### The problem
Copy precisely the first line of the material below and every later line, stopping with the line that contains "point for the visit difficulty server".

### Data provided
Content starts

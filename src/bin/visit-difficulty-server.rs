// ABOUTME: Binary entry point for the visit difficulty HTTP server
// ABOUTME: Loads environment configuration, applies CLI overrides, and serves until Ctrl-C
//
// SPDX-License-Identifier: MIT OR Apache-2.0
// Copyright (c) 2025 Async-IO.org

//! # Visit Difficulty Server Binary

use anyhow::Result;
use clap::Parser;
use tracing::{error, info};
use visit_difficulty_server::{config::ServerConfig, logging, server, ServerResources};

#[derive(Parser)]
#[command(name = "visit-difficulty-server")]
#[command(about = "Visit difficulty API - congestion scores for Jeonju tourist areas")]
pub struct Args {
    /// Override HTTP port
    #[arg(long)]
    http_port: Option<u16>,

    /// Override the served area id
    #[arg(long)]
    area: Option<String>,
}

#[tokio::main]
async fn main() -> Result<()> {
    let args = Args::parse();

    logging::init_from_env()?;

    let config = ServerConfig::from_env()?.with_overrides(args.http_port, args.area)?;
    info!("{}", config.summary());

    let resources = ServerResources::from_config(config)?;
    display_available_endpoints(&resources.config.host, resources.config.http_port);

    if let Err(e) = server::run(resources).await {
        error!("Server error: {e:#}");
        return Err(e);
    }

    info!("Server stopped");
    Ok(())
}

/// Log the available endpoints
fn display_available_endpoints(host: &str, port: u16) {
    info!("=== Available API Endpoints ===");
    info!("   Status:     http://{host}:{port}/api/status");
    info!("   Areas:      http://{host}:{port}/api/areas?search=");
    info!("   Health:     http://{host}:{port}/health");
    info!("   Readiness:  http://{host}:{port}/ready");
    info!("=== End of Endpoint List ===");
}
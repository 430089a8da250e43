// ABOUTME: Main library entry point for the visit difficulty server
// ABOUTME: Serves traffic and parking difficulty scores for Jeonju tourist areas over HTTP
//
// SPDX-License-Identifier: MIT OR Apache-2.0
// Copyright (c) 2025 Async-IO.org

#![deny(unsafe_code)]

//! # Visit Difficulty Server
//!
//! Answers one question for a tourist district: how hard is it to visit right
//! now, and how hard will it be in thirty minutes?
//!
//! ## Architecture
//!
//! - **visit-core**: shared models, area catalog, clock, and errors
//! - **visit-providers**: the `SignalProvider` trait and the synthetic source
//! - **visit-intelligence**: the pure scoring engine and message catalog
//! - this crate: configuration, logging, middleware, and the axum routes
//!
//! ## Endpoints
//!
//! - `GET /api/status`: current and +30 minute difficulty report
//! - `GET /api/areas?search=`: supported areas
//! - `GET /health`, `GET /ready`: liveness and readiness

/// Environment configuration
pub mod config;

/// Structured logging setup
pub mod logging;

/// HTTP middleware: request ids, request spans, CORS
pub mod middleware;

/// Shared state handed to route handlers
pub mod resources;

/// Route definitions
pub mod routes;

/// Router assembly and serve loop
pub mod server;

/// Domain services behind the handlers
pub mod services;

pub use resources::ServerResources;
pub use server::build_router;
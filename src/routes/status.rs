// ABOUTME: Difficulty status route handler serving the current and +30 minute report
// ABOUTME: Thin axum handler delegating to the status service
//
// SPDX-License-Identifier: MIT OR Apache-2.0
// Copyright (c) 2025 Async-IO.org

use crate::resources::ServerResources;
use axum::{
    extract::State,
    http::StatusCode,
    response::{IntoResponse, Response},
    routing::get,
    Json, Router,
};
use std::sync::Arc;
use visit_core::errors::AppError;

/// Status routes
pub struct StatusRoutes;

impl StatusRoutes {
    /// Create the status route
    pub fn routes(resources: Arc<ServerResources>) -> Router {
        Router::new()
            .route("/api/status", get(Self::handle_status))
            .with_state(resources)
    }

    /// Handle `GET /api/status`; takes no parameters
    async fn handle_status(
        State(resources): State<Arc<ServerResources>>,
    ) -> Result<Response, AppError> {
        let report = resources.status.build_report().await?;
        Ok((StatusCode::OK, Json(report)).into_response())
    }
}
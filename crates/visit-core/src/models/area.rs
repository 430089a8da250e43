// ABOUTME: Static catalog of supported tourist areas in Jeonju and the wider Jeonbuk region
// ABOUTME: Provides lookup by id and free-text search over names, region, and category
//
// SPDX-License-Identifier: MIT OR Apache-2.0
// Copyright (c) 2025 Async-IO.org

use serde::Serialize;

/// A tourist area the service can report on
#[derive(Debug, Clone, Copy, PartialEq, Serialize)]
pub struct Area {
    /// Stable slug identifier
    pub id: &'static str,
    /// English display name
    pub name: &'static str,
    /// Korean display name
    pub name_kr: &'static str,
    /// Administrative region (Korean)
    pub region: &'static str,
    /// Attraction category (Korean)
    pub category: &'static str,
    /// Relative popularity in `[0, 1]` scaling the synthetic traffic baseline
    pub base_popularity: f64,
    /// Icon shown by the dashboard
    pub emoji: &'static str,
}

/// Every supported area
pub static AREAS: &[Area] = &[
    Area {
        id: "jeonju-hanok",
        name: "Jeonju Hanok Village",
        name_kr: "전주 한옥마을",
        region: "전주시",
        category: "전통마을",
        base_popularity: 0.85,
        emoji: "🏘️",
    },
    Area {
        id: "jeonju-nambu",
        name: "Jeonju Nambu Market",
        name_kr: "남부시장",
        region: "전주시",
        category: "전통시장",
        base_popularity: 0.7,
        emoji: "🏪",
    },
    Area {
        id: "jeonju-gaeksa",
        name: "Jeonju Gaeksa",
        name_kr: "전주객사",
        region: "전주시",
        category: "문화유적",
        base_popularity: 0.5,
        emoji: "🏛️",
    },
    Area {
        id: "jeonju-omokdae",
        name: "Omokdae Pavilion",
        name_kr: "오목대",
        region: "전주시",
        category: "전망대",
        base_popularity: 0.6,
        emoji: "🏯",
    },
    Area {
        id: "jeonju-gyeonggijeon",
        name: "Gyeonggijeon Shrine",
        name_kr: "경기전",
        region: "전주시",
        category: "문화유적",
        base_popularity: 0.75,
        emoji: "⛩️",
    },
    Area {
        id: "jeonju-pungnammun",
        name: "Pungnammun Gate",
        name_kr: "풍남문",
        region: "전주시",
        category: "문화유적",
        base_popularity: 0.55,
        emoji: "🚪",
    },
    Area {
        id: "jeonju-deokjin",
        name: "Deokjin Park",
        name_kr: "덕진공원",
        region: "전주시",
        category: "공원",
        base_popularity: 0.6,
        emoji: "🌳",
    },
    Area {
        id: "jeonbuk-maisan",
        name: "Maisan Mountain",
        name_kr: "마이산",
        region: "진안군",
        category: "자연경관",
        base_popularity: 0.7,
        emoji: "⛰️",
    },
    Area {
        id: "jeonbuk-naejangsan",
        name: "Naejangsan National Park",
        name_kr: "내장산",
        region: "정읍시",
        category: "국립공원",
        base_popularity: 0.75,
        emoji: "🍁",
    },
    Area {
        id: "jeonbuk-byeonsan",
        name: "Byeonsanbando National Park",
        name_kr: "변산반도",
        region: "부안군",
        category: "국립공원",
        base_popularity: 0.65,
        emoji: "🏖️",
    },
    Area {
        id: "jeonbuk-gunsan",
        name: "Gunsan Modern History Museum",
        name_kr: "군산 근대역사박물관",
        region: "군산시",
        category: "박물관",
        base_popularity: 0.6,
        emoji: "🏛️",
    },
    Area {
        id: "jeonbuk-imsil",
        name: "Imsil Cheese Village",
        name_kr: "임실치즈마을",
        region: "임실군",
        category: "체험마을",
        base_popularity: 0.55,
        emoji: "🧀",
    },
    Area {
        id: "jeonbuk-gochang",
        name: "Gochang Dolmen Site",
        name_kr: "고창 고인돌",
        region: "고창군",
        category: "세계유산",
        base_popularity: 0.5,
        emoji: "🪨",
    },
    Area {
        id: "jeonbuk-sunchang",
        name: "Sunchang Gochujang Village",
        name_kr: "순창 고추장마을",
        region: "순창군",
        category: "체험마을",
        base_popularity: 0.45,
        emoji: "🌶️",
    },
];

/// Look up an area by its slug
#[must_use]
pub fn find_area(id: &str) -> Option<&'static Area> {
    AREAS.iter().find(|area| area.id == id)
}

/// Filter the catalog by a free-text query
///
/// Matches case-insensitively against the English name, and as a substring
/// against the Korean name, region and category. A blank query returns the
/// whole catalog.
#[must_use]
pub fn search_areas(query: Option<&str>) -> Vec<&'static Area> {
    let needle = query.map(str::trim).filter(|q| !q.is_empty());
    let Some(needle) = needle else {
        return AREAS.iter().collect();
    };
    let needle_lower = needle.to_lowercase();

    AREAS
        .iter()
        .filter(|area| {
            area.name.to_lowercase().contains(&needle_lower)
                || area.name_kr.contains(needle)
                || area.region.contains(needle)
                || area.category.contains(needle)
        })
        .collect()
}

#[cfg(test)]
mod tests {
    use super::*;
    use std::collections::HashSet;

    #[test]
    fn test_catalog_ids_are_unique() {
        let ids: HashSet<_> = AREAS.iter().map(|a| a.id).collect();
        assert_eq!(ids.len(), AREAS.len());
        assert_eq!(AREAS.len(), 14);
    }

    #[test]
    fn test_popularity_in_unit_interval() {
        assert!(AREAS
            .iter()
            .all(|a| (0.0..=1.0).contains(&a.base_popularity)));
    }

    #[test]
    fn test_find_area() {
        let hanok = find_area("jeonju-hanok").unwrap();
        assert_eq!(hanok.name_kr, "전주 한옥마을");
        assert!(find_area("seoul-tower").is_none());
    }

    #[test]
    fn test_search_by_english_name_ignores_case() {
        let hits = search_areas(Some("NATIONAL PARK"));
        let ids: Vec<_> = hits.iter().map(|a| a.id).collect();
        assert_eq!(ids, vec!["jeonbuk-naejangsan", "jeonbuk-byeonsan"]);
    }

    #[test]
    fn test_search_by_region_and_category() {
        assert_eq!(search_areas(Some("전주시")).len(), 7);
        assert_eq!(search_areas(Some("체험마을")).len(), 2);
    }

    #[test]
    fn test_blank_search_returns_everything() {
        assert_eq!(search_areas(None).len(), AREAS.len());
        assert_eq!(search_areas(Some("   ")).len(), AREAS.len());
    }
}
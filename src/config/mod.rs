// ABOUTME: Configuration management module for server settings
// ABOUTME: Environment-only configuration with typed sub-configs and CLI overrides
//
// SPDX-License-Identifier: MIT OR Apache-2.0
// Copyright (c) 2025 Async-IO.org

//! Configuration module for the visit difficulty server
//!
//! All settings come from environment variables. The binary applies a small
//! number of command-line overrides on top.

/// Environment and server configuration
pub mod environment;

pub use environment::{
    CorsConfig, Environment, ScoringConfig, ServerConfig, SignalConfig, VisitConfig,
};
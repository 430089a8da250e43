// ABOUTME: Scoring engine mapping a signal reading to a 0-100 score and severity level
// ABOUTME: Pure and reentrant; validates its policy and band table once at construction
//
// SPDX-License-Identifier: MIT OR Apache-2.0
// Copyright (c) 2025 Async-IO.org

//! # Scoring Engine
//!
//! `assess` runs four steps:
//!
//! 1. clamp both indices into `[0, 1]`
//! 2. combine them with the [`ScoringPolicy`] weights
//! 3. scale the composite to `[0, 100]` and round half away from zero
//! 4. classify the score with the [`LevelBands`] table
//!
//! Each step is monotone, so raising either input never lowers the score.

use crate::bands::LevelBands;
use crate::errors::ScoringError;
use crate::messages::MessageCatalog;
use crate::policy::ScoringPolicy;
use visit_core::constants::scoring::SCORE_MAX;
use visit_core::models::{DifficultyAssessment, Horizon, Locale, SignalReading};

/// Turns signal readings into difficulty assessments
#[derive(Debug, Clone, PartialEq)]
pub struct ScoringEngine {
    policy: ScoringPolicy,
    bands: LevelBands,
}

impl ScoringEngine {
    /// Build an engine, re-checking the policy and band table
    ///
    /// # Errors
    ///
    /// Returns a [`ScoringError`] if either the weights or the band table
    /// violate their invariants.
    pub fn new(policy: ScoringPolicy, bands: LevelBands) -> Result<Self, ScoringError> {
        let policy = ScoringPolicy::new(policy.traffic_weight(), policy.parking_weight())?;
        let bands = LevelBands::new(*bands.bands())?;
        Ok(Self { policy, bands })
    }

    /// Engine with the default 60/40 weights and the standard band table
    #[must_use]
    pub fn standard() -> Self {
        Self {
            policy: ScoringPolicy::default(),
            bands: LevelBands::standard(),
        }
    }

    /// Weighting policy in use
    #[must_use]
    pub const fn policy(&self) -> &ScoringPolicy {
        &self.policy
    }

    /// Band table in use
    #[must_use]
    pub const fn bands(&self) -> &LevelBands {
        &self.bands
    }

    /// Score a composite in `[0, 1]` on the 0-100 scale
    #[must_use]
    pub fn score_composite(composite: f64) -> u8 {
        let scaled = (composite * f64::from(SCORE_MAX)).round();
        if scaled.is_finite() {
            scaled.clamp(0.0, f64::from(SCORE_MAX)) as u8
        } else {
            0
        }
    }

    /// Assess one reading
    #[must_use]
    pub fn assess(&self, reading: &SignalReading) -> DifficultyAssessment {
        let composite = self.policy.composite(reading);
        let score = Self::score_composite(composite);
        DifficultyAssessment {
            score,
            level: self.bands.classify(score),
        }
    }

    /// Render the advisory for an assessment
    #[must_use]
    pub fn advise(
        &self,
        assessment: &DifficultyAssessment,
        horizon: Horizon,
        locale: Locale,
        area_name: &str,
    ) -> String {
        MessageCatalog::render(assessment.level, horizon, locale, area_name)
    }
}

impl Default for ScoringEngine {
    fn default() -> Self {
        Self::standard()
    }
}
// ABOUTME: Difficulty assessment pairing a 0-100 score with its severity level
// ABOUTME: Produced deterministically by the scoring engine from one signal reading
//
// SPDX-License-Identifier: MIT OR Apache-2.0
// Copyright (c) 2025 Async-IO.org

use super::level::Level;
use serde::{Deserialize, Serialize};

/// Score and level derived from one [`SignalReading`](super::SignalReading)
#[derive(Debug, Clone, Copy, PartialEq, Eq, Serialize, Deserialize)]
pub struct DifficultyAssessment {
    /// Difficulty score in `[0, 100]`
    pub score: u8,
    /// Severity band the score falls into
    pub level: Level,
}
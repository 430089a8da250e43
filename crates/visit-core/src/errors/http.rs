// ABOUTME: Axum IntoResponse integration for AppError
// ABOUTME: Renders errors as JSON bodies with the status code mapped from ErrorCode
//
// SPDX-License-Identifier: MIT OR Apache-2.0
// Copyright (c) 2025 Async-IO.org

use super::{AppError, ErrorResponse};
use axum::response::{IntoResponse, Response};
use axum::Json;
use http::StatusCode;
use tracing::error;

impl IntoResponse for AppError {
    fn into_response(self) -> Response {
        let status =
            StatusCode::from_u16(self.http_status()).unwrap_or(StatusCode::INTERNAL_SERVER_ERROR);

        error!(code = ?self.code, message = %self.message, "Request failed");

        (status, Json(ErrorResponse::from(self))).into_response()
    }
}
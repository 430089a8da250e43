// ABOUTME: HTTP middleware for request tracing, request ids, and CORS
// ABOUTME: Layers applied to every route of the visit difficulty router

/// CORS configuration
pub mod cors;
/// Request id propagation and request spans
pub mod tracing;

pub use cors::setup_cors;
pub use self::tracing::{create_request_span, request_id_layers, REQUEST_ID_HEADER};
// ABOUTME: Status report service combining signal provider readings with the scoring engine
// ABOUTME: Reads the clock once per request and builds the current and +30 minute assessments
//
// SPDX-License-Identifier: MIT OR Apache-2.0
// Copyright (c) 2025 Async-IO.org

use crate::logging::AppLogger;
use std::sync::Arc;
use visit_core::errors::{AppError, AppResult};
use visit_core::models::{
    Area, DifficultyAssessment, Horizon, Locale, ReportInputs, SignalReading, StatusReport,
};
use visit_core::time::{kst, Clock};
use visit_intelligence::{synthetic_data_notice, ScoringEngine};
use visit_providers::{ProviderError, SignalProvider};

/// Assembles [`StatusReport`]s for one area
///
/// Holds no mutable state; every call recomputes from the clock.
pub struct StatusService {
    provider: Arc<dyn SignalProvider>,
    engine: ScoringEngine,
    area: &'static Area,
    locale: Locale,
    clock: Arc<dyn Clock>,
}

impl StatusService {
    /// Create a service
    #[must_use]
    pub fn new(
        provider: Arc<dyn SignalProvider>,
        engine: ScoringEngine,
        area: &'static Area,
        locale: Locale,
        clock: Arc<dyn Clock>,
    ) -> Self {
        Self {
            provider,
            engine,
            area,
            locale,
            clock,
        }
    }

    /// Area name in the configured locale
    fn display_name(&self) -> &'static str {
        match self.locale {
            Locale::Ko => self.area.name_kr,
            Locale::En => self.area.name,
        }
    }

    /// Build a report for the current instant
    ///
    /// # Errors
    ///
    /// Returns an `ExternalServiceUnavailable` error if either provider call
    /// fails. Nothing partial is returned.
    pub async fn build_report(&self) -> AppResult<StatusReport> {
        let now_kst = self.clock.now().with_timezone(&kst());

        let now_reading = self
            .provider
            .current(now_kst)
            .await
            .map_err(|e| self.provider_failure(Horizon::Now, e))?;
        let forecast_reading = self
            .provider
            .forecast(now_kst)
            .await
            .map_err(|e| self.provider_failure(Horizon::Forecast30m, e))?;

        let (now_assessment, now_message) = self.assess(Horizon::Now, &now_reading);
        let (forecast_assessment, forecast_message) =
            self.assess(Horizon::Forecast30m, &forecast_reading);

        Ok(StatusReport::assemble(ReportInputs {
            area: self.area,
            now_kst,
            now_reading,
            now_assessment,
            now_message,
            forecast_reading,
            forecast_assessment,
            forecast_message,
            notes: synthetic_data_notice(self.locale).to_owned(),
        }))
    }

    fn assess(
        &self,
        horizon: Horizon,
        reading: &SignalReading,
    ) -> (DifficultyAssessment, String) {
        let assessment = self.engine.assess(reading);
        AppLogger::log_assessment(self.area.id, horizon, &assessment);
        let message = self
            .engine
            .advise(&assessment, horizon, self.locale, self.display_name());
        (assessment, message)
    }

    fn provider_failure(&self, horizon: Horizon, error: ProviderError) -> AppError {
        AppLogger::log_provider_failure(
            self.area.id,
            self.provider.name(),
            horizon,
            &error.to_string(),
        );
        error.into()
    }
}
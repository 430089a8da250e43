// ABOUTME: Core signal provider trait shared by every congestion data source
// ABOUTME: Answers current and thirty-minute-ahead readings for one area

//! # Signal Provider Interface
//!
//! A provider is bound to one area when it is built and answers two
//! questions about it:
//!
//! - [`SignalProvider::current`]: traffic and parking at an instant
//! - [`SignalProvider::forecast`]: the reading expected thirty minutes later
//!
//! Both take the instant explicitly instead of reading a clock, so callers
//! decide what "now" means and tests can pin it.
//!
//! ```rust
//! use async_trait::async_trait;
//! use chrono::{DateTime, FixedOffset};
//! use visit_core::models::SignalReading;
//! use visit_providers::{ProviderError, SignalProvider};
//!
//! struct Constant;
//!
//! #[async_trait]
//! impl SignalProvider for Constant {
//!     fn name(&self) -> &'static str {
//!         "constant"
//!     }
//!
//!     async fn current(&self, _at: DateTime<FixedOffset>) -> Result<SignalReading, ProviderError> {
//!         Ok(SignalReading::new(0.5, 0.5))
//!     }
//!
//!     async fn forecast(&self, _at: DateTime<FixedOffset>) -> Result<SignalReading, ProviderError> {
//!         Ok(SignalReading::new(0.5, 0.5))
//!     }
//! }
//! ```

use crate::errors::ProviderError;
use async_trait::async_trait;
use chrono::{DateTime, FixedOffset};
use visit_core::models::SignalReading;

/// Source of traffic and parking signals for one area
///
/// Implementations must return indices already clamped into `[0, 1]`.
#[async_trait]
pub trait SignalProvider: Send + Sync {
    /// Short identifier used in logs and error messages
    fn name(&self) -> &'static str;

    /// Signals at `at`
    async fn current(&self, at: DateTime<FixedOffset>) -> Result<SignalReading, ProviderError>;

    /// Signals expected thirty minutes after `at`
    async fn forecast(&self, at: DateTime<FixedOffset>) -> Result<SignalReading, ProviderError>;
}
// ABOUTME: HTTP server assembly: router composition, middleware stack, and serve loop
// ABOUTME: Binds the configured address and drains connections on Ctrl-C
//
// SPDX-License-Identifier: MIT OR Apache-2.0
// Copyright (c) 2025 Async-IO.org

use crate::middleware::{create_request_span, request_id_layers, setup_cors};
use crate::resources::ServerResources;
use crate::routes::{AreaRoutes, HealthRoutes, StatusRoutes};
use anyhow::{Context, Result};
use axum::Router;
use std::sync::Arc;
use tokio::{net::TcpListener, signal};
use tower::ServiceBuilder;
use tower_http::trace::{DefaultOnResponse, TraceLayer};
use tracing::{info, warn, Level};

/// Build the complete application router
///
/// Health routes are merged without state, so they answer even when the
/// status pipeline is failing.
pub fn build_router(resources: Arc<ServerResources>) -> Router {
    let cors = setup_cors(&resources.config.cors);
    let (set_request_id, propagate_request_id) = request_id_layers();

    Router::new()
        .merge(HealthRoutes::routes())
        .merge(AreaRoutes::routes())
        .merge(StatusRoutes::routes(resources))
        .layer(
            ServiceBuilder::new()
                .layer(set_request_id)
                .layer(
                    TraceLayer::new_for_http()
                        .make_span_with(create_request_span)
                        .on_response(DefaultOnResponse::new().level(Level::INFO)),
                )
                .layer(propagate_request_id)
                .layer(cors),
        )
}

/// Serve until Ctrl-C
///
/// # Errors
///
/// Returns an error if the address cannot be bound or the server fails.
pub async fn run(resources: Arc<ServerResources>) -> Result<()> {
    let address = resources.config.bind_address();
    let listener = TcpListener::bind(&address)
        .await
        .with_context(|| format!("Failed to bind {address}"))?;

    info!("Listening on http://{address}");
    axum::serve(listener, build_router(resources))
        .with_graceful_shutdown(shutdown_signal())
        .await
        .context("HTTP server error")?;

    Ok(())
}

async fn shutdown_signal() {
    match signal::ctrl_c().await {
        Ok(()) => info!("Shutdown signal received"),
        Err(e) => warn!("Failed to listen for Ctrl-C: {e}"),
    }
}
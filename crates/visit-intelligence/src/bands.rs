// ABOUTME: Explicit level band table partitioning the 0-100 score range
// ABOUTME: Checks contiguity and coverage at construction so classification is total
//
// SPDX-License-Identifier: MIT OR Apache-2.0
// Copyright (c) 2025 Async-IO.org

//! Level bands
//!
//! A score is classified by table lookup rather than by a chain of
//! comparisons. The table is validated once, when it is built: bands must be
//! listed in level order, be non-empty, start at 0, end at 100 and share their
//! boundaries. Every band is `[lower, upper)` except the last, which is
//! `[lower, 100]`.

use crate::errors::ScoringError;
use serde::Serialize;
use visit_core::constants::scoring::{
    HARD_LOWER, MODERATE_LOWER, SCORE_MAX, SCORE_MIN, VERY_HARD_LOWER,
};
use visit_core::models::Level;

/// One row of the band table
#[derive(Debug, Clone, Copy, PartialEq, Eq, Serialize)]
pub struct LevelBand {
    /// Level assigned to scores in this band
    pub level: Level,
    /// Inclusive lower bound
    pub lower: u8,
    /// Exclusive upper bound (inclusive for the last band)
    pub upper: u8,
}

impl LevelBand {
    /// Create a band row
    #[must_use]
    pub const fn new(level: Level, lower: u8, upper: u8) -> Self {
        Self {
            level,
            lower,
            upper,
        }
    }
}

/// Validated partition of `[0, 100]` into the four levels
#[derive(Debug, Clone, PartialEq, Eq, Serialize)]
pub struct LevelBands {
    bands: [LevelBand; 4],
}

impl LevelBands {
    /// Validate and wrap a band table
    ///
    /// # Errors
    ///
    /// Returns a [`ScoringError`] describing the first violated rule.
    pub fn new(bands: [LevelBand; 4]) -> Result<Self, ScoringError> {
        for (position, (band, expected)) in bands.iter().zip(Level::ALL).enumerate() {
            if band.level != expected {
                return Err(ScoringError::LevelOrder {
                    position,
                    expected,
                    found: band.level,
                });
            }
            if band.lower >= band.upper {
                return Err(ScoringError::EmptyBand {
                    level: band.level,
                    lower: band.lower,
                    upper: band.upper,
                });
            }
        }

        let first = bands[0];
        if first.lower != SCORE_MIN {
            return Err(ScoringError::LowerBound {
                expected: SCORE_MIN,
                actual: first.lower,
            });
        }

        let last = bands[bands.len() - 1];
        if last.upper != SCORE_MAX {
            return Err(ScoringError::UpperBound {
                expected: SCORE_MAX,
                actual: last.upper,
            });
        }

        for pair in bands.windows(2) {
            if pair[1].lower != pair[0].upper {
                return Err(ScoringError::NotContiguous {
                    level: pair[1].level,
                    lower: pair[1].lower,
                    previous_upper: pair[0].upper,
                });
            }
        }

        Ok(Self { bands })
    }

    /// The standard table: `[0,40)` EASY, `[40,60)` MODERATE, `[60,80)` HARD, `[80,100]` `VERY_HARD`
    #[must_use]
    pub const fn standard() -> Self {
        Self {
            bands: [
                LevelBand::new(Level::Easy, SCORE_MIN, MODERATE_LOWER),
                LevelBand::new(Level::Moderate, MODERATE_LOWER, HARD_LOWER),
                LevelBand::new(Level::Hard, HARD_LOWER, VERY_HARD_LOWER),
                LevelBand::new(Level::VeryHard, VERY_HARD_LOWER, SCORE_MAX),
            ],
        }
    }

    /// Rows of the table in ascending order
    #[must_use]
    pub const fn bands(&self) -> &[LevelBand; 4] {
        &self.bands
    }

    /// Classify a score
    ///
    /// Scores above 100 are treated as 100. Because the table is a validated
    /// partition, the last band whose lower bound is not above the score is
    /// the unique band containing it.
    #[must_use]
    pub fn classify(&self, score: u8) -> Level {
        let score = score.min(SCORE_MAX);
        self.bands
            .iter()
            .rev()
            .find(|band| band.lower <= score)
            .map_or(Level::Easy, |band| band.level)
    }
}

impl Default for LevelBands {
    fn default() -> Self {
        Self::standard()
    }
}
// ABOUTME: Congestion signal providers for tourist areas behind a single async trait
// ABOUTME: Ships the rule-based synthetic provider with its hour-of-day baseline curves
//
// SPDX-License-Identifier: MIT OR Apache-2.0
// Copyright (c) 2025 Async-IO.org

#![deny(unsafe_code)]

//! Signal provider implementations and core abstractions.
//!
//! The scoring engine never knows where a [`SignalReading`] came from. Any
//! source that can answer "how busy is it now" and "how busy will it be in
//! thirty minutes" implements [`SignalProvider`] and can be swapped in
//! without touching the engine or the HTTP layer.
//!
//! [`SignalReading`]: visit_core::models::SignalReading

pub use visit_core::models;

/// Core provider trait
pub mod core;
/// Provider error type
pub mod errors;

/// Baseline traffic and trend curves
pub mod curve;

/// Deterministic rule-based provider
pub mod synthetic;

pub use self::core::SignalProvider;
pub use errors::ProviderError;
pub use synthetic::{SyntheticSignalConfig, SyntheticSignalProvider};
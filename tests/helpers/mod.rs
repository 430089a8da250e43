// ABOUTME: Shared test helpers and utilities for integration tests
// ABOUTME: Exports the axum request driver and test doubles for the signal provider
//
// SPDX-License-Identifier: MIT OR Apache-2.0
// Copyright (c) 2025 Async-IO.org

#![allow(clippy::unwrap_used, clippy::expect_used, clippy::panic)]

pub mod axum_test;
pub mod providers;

Content ends

### Task solution
filename src/bin/visit-difficulty-server.rs
// ABOUTME: Binary entry point for the visit difficulty HTTP server
// ABOUTME: Loads environment configuration, applies CLI overrides, and serves until Ctrl-C
//
// SPDX-License-Identifier: MIT OR Apache-2.0
// Copyright (c) 2025 Async-IO.org

//! # Visit Difficulty Server Binary

use anyhow::Result;
use clap::Parser;
use tracing::{error, info};
use visit_difficulty_server::{config::ServerConfig, logging, server, ServerResources};

#[derive(Parser)]
#[command(name = "visit-difficulty-server")]
#[command(about = "Visit difficulty API - congestion scores for Jeonju tourist areas")]
pub struct Args {
    /// Override HTTP port
    #[arg(long)]
    http_port: Option<u16>,

    /// Override the served area id
    #[arg(long)]
    area: Option<String>,
}

#[tokio::main]
async fn main() -> Result<()> {
    let args = Args::parse();

    logging::init_from_env()?;

    let config = ServerConfig::from_env()?.with_overrides(args.http_port, args.area)?;
    info!("{}", config.summary());

    let resources = ServerResources::from_config(config)?;
    display_available_endpoints(&resources.config.host, resources.config.http_port);

    if let Err(e) = server::run(resources).await {
        error!("Server error: {e:#}");
        return Err(e);
    }

    info!("Server stopped");
    Ok(())
}

/// Log the available endpoints
fn display_available_endpoints(host: &str, port: u16) {
    info!("=== Available API Endpoints ===");
    info!("   Status:     http://{host}:{port}/api/status");
    info!("   Areas:      http://{host}:{port}/api/areas?search=");
    info!("   Health:     http://{host}:{port}/health");
    info!("   Readiness:  http://{host}:{port}/ready");
    info!("=== End of Endpoint List ===");
}
repository 430089a8da250e43
// ABOUTME: Main library entry point for the visit difficulty server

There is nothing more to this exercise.